== WHAT TO WORK ON ==
Retype the records in full, exactly as they stand.

──────────

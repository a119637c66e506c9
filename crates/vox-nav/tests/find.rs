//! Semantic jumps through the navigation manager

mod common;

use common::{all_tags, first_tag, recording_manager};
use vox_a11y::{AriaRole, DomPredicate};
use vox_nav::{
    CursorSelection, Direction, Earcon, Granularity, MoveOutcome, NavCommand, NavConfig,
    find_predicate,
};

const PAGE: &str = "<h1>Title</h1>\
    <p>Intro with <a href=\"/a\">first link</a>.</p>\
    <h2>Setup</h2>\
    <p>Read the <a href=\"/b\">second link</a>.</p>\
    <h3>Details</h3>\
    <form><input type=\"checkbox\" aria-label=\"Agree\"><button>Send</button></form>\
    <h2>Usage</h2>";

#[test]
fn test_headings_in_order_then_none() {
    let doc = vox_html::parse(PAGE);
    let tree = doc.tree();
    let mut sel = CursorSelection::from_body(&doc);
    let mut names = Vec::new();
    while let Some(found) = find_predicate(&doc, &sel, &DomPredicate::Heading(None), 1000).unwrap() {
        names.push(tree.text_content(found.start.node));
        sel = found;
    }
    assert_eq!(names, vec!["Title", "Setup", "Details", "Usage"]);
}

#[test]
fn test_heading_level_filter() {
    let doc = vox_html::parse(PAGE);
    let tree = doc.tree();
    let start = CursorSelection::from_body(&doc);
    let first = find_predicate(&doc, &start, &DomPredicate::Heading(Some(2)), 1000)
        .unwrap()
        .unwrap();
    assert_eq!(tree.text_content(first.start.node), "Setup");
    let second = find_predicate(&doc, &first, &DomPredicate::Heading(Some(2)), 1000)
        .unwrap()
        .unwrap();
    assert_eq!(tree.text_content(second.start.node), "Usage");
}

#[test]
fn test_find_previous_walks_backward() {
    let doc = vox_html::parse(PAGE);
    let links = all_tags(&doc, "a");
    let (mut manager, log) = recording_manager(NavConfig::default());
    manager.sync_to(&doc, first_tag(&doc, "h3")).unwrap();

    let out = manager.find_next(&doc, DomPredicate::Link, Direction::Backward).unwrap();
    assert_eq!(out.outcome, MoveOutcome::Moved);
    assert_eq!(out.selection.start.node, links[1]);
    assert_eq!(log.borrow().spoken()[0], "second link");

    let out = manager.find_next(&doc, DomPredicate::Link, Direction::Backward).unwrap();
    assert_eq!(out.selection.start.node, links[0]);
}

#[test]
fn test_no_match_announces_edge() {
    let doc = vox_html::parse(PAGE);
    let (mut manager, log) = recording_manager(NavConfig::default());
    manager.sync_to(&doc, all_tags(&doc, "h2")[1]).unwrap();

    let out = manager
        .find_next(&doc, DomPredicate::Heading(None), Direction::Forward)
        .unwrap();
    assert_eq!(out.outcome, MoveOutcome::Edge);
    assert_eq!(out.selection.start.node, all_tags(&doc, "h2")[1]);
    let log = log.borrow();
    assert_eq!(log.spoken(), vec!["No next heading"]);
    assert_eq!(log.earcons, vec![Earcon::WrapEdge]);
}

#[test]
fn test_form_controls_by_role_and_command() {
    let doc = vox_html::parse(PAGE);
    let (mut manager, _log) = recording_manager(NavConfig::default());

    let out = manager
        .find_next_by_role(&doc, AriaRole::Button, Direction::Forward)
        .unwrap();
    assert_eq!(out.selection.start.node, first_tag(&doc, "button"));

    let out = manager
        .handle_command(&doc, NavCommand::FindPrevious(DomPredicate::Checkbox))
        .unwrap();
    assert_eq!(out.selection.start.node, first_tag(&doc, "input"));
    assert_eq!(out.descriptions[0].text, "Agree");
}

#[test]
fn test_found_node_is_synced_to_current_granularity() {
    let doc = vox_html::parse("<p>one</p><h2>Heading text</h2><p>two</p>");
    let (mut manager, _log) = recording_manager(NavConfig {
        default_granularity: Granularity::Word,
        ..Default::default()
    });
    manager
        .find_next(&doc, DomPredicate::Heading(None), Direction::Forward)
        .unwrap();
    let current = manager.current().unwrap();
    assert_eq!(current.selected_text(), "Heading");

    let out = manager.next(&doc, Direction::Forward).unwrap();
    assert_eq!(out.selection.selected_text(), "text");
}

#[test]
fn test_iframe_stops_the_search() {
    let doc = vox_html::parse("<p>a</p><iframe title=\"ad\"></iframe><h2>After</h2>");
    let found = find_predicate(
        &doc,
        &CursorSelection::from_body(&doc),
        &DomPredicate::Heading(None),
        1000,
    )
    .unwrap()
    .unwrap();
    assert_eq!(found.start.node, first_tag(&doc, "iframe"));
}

──────────

== RESPONSE TO THE EXERCISE ==
repository a119637c66e506c9
filename crates/vox-nav/tests/find.rs
//! Semantic jumps through the navigation manager

mod common;

use common::{all_tags, first_tag, recording_manager};
use vox_a11y::{AriaRole, DomPredicate};
use vox_nav::{
    CursorSelection, Direction, Earcon, Granularity, MoveOutcome, NavCommand, NavConfig,
    find_predicate,
};

const PAGE: &str = "<h1>Title</h1>\
    <p>Intro with <a href=\"/a\">first link</a>.</p>\
    <h2>Setup</h2>\
    <p>Read the <a href=\"/b\">second link</a>.</p>\
    <h3>Details</h3>\
    <form><input type=\"checkbox\" aria-label=\"Agree\"><button>Send</button></form>\
    <h2>Usage</h2>";

#[test]
fn test_headings_in_order_then_none() {
    let doc = vox_html::parse(PAGE);
    let tree = doc.tree();
    let mut sel = CursorSelection::from_body(&doc);
    let mut names = Vec::new();
    while let Some(found) = find_predicate(&doc, &sel, &DomPredicate::Heading(None), 1000).unwrap() {
        names.push(tree.text_content(found.start.node));
        sel = found;
    }
    assert_eq!(names, vec!["Title", "Setup", "Details", "Usage"]);
}

#[test]
fn test_heading_level_filter() {
    let doc = vox_html::parse(PAGE);
    let tree = doc.tree();
    let start = CursorSelection::from_body(&doc);
    let first = find_predicate(&doc, &start, &DomPredicate::Heading(Some(2)), 1000)
        .unwrap()
        .unwrap();
    assert_eq!(tree.text_content(first.start.node), "Setup");
    let second = find_predicate(&doc, &first, &DomPredicate::Heading(Some(2)), 1000)
        .unwrap()
        .unwrap();
    assert_eq!(tree.text_content(second.start.node), "Usage");
}

#[test]
fn test_find_previous_walks_backward() {
    let doc = vox_html::parse(PAGE);
    let links = all_tags(&doc, "a");
    let (mut manager, log) = recording_manager(NavConfig::default());
    manager.sync_to(&doc, first_tag(&doc, "h3")).unwrap();

    let out = manager.find_next(&doc, DomPredicate::Link, Direction::Backward).unwrap();
    assert_eq!(out.outcome, MoveOutcome::Moved);
    assert_eq!(out.selection.start.node, links[1]);
    assert_eq!(log.borrow().spoken()[0], "second link");

    let out = manager.find_next(&doc, DomPredicate::Link, Direction::Backward).unwrap();
    assert_eq!(out.selection.start.node, links[0]);
}

#[test]
fn test_no_match_announces_edge() {
    let doc = vox_html::parse(PAGE);
    let (mut manager, log) = recording_manager(NavConfig::default());
    manager.sync_to(&doc, all_tags(&doc, "h2")[1]).unwrap();

    let out = manager
        .find_next(&doc, DomPredicate::Heading(None), Direction::Forward)
        .unwrap();
    assert_eq!(out.outcome, MoveOutcome::Edge);
    assert_eq!(out.selection.start.node, all_tags(&doc, "h2")[1]);
    let log = log.borrow();
    assert_eq!(log.spoken(), vec!["No next heading"]);
    assert_eq!(log.earcons, vec![Earcon::WrapEdge]);
}

#[test]
fn test_form_controls_by_role_and_command() {
    let doc = vox_html::parse(PAGE);
    let (mut manager, _log) = recording_manager(NavConfig::default());

    let out = manager
        .find_next_by_role(&doc, AriaRole::Button, Direction::Forward)
        .unwrap();
    assert_eq!(out.selection.start.node, first_tag(&doc, "button"));

    let out = manager
        .handle_command(&doc, NavCommand::FindPrevious(DomPredicate::Checkbox))
        .unwrap();
    assert_eq!(out.selection.start.node, first_tag(&doc, "input"));
    assert_eq!(out.descriptions[0].text, "Agree");
}

#[test]
fn test_found_node_is_synced_to_current_granularity() {
    let doc = vox_html::parse("<p>one</p><h2>Heading text</h2><p>two</p>");
    let (mut manager, _log) = recording_manager(NavConfig {
        default_granularity: Granularity::Word,
        ..Default::default()
    });
    manager
        .find_next(&doc, DomPredicate::Heading(None), Direction::Forward)
        .unwrap();
    let current = manager.current().unwrap();
    assert_eq!(current.selected_text(), "Heading");

    let out = manager.next(&doc, Direction::Forward).unwrap();
    assert_eq!(out.selection.selected_text(), "text");
}

#[test]
fn test_iframe_stops_the_search() {
    let doc = vox_html::parse("<p>a</p><iframe title=\"ad\"></iframe><h2>After</h2>");
    let found = find_predicate(
        &doc,
        &CursorSelection::from_body(&doc),
        &DomPredicate::Heading(None),
        1000,
    )
    .unwrap()
    .unwrap();
    assert_eq!(found.start.node, first_tag(&doc, "iframe"));
}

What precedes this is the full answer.